Amsterdam Institute for Social Science Research
University of Amsterdam
Nieuwe Achtergracht 166
1018 WV Amsterdam
Global online job marketplaces (e.g. Upwork, Freelancer) have recently emerged as new venues for the offshore outsourcing of online service work and are increasingly popular as meeting places for buyers and sellers of labour. Online job platforms lead to a shift from competition being confined by geography to global competition between individuals. Despite an emerging body of literature describing the phenomenon of online job marketplaces there are still gaps in knowledge on how online job marketplaces function and what it takes for contractors to be successful here. Being independent contractors in online job marketplaces requires a broad skills set that includes entrepreneurialism and negotiating skills. For example, a distinctive feature of online contract work is the need to continually seek employment and market oneself and take efforts to preserve your online reputation. A key difficulty is that many of these skills needed in online service work can only be learned on-the-job or the competence can be shown while working via the platform. This makes it more challenging for new entrants who haven’t had the ability to show their capacity in these domains. Online job marketplaces are a prime example of how markets in goods and services that are susceptible to digitalization inevitably evolve into ‘winner-take-all’ distribution. Small differences in performances can lead to great differences in rewards and a skewed market share distribution. In this setting, evaluation reports and performance scores have even become essential for contractors to stand out among their peers and serve as the main guidance for clients.

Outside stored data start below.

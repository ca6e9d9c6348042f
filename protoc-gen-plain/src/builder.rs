//! IR builder
//!
//! Validates the schema, plans every generated message and applies the
//! rename index to every plan. The result is a pure function of the schema
//! and the configuration.

use std::collections::HashMap;

use tracing::{debug, info, warn};

use crate::alias::AliasIndex;
use crate::collision;
use crate::config::PluginConfig;
use crate::descriptor::{MessageDescriptor, Schema};
use crate::error::BuildError;
use crate::flatten::{Flattener, Scope};
use crate::ir::{Diagnostic, Ir, Level, MessageIr, OneofPlan};
use crate::numbering;
use crate::oneof::{self, OneofStrategy};
use crate::rename::RenameIndex;
use crate::validate::validate;

/// Build the IR of a schema.
///
/// Fails with every diagnostic when validation reports an error, or with the
/// first collision that cannot be merged.
pub fn build(schema: &Schema, config: &PluginConfig) -> Result<Ir, BuildError> {
    let diagnostics = validate(schema);
    for diag in &diagnostics {
        match diag.level {
            Level::Error => debug!(subject = %diag.subject, "{}", diag.message),
            Level::Warn => warn!(subject = %diag.subject, "{}", diag.message),
            Level::Info => debug!(subject = %diag.subject, "{}", diag.message),
        }
    }
    if diagnostics.iter().any(Diagnostic::is_error) {
        return Err(BuildError::InvalidOptions(diagnostics));
    }

    let aliases = AliasIndex::new(schema);
    let renames = RenameIndex::build(schema, &config.plain_suffix);

    let mut messages = Vec::with_capacity(schema.messages().len());
    for message in schema.messages() {
        let new_full_name = renames.rename(&message.full_name);
        let new_name = new_full_name
            .rsplit('.')
            .next()
            .unwrap_or(&message.name)
            .to_string();

        let mut ir = MessageIr {
            full_name: message.full_name.clone(),
            new_full_name,
            name: message.name.clone(),
            new_name,
            file: message.file.clone(),
            generate: message.options.generate,
            is_map_entry: message.is_map_entry,
            ..MessageIr::default()
        };
        if ir.generate {
            plan_message(schema, &aliases, config, message, &mut ir)?;
        }
        messages.push(ir);
    }

    // Every message is known now; references across files can be rewritten
    for ir in messages.iter_mut().filter(|m| m.generate) {
        for plan in &mut ir.fields {
            renames.rewrite_plan(plan);
        }
        for vt in &mut ir.virtual_types {
            for spec in &mut vt.fields {
                renames.rewrite_spec(spec);
            }
        }
    }

    let generated = messages.iter().filter(|m| m.generate).count();
    let merged: usize = messages.iter().map(|m| m.crf.len()).sum();
    info!(
        messages = messages.len(),
        generated,
        renames = renames.len(),
        merged,
        "built plain IR"
    );

    Ok(Ir {
        suffix: config.plain_suffix.clone(),
        messages,
        renames,
        diagnostics,
    })
}

fn plan_message(
    schema: &Schema,
    aliases: &AliasIndex,
    config: &PluginConfig,
    message: &MessageDescriptor,
    ir: &mut MessageIr,
) -> Result<(), BuildError> {
    let overrides = schema
        .file(&message.file)
        .map(|f| f.options.go_types_overrides.as_slice())
        .unwrap_or(&[]);
    let flattener = Flattener::new(schema, aliases, overrides);

    let strategies: Vec<OneofStrategy> = (0..message.oneofs.len())
        .map(|i| OneofStrategy::select(message, i))
        .collect();
    let mut oneofs: Vec<Option<OneofPlan>> = vec![None; message.oneofs.len()];
    let mut kept: HashMap<usize, usize> = HashMap::new();
    let mut plans = Vec::new();

    for field in &message.fields {
        match field.oneof_index {
            Some(i) if strategies[i].flattens() => {
                // the whole group lands where its first member is declared
                if oneofs[i].is_none() {
                    let expanded =
                        oneof::expand(&flattener, message, i, strategies[i], &ir.new_full_name);
                    plans.extend(expanded.fields);
                    ir.enums.extend(expanded.generated_enum);
                    oneofs[i] = Some(expanded.plan);
                }
            }
            Some(i) if !message.oneofs[i].synthetic => {
                let next = kept.len();
                let new_index = *kept.entry(i).or_insert(next);
                if oneofs[i].is_none() {
                    oneofs[i] = Some(oneof::untouched(message, i, Some(new_index)));
                }
                for mut plan in flattener.flatten_field(message, field, &Scope::root()) {
                    plan.field.oneof_index = Some(new_index);
                    plans.push(plan);
                }
            }
            _ => plans.extend(flattener.flatten_field(message, field, &Scope::root())),
        }
    }

    ir.oneofs = oneofs
        .into_iter()
        .enumerate()
        .map(|(i, plan)| plan.unwrap_or_else(|| oneof::untouched(message, i, None)))
        .collect();

    for vf in &message.options.virtual_fields {
        plans.push(flattener.virtual_field(message, &ir.new_full_name, &config.plain_suffix, vf));
    }
    ir.virtual_types = message
        .options
        .virtual_types
        .iter()
        .map(|vt| flattener.virtual_type(message, &ir.new_full_name, &config.plain_suffix, vt))
        .collect();

    let (mut plans, crf) = collision::resolve(&message.full_name, plans, config.enable_crf)?;
    numbering::assign(&mut plans);
    let problems = numbering::check(&plans);
    if !problems.is_empty() {
        return Err(BuildError::InvalidNumbers(
            problems
                .into_iter()
                .map(|p| Diagnostic::error(&message.full_name, p))
                .collect(),
        ));
    }

    ir.virtual_fields = plans
        .iter()
        .filter(|p| p.origin.is_virtual)
        .map(|p| p.field.name.clone())
        .collect();
    ir.fields = plans;
    ir.crf = crf;

    debug!(
        message = %ir.full_name,
        plain = %ir.new_full_name,
        fields = ir.fields.len(),
        merged = ir.crf.len(),
        "planned message"
    );
    Ok(())
}

#[cfg(test)]
mod tests {
    use super::*;
    use crate::descriptor::FieldKind;
    use crate::testing;

    fn layout(ir: &Ir, message: &str) -> Vec<(String, i32)> {
        ir.message(message)
            .unwrap()
            .fields
            .iter()
            .map(|p| (p.field.name.clone(), p.field.number))
            .collect()
    }

    fn pairs(expected: &[(&str, i32)]) -> Vec<(String, i32)> {
        expected.iter().map(|(n, i)| (n.to_string(), *i)).collect()
    }

    #[test]
    fn test_simple_message_keeps_layout() {
        let ir = testing::build("rename.proto", &PluginConfig::default()).unwrap();
        assert_eq!(
            layout(&ir, ".dep.Item"),
            pairs(&[("sku", 1), ("detail", 2), ("note", 3)])
        );
    }

    #[test]
    fn test_embed_then_virtual_numbering() {
        let ir = testing::build("embed.proto", &PluginConfig::default()).unwrap();
        assert_eq!(
            layout(&ir, ".embed.Profile"),
            pairs(&[
                ("name", 1),
                ("home_street", 101),
                ("home_city", 102),
                ("home_lat", 103),
                ("home_lng", 104),
                ("billing", 3),
                ("age", 4),
                ("display_name", 105),
                ("score", 100),
            ])
        );
        let profile = ir.message(".embed.Profile").unwrap();
        assert_eq!(profile.virtual_fields, vec!["display_name", "score"]);
        assert_eq!(profile.new_full_name, ".embed.ProfilePlain");
        assert!(!ir.message(".embed.Address").unwrap().generate);
    }

    #[test]
    fn test_collision_without_crf_fails() {
        let err = testing::build("oneof.proto", &PluginConfig::default()).unwrap_err();
        let diags = err.diagnostics();
        assert_eq!(diags.len(), 1);
        assert_eq!(diags[0].subject, ".oneof.Payment.number");
        assert!(diags[0].message.contains("card?oneof=method/number"));
        assert!(diags[0].message.contains("bank?oneof=method/number"));
    }

    #[test]
    fn test_collision_with_crf_merges() {
        let config = PluginConfig::default().with_crf(true);
        let ir = testing::build("oneof.proto", &config).unwrap();

        assert_eq!(
            layout(&ir, ".oneof.Payment"),
            pairs(&[
                ("id", 1),
                ("number", 5),
                ("numberCRF", 6),
                ("expiry", 7),
                ("swift", 8),
                ("note", 4),
            ])
        );
        let payment = ir.message(".oneof.Payment").unwrap();
        let entry = payment.crf_entry("number").unwrap();
        assert_eq!(
            entry.sources,
            vec!["card?oneof=method/number", "bank?oneof=method/number"]
        );
        assert!(payment.field("note").unwrap().field.proto3_optional);
    }

    #[test]
    fn test_enum_dispatch_and_untouched_oneof() {
        let config = PluginConfig::default().with_crf(true);
        let ir = testing::build("oneof.proto", &config).unwrap();
        let order = ir.message(".oneof.Order").unwrap();

        assert_eq!(
            layout(&ir, ".oneof.Order"),
            pairs(&[
                ("id", 1),
                ("shipping_type", 7),
                ("store", 8),
                ("address", 9),
                ("eta_minutes", 10),
                ("email", 4),
                ("phone", 5),
                ("quantity", 6),
            ])
        );
        assert_eq!(order.oneofs[0].strategy, OneofStrategy::EnumDispatch);
        assert_eq!(order.oneofs[1].strategy, OneofStrategy::Untouched);
        assert_eq!(order.oneofs[1].new_index, Some(0));
        assert_eq!(order.field("email").unwrap().field.oneof_index, Some(0));
        assert_eq!(order.enums[0].full_name, ".oneof.OrderPlain.ShippingType");
    }

    #[test]
    fn test_discriminator_layout() {
        let ir = testing::build("discriminator.proto", &PluginConfig::default()).unwrap();
        assert_eq!(
            layout(&ir, ".discriminator.Drawing"),
            pairs(&[("title", 1), ("shape_disc", 2), ("shape", 3)])
        );
    }

    #[test]
    fn test_no_reference_to_renamed_names() {
        let ir = testing::build("rename.proto", &PluginConfig::default()).unwrap();
        let basket = ir.message(".app.Basket").unwrap();
        let refs: Vec<_> = basket
            .fields
            .iter()
            .map(|p| p.field.type_ref.as_deref().unwrap())
            .collect();
        assert_eq!(
            refs,
            vec![".dep.ItemPlain", ".dep.ItemPlain.Note", ".dep.ItemPlain.DetailPlain"]
        );

        for message in ir.generated() {
            for plan in &message.fields {
                if let Some(type_ref) = &plan.field.type_ref {
                    assert!(!ir.renames.is_renamed(type_ref), "{}", type_ref);
                }
            }
        }
    }

    #[test]
    fn test_alias_fields() {
        let ir = testing::build("alias.proto", &PluginConfig::default()).unwrap();
        let account = ir.message(".alias.Account").unwrap();
        let kinds: Vec<_> = account.fields.iter().map(|p| p.field.kind).collect();
        assert_eq!(
            kinds,
            vec![FieldKind::String, FieldKind::String, FieldKind::String, FieldKind::Int32]
        );
    }

    #[test]
    fn test_invalid_options_fail_with_all_diagnostics() {
        let err = testing::build("invalid.proto", &PluginConfig::default()).unwrap_err();
        let BuildError::InvalidOptions(diags) = &err else {
            panic!("unexpected error: {}", err);
        };
        assert!(diags.iter().filter(|d| d.is_error()).count() >= 8);
        assert!(err.to_string().starts_with("invalid options: "));
    }

    #[test]
    fn test_embed_cycle_fails() {
        let err = testing::build("cycle.proto", &PluginConfig::default()).unwrap_err();
        assert!(err.diagnostics().iter().any(|d| d.message.starts_with("embed cycle")));
    }

    #[test]
    fn test_reserved_virtual_number_fails() {
        let err = testing::build("numbers.proto", &PluginConfig::default()).unwrap_err();
        let BuildError::InvalidNumbers(diags) = &err else {
            panic!("unexpected error: {}", err);
        };
        assert_eq!(diags.len(), 1);
        assert_eq!(diags[0].subject, ".numbers.Ticket");
        assert!(diags[0].message.starts_with("trace: number 19500"));
    }

    #[test]
    fn test_custom_suffix() {
        let config = PluginConfig::default().with_suffix("Flat");
        let ir = testing::build("embed.proto", &config).unwrap();
        assert_eq!(ir.suffix, "Flat");
        assert_eq!(
            ir.message(".embed.Profile").unwrap().new_full_name,
            ".embed.ProfileFlat"
        );
    }
}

Feedback texts on online platforms provide a wealth of information for researchers on along what lines an transaction between two distant parties is evaluated and the relative significance of different types of knowledge when performing (and evaluating) online tasks. Based on the analysis of a large number of feedback texts collected on one online job marketplace, this paper identifies which knowledge and skills are considered of key importance by clients when working via such platforms. The paper uncovers the significance of occupation specific skills, generic skills and personal competencies when working via online job marketplaces and how these different skills-sets are regarded to be important in the performance and evaluation of work. This paper adds to academic debates on the functioning of online job marketplaces by examining the knowledge and skills for individual competitiveness in a setting with a high level of uncertainty and global competition.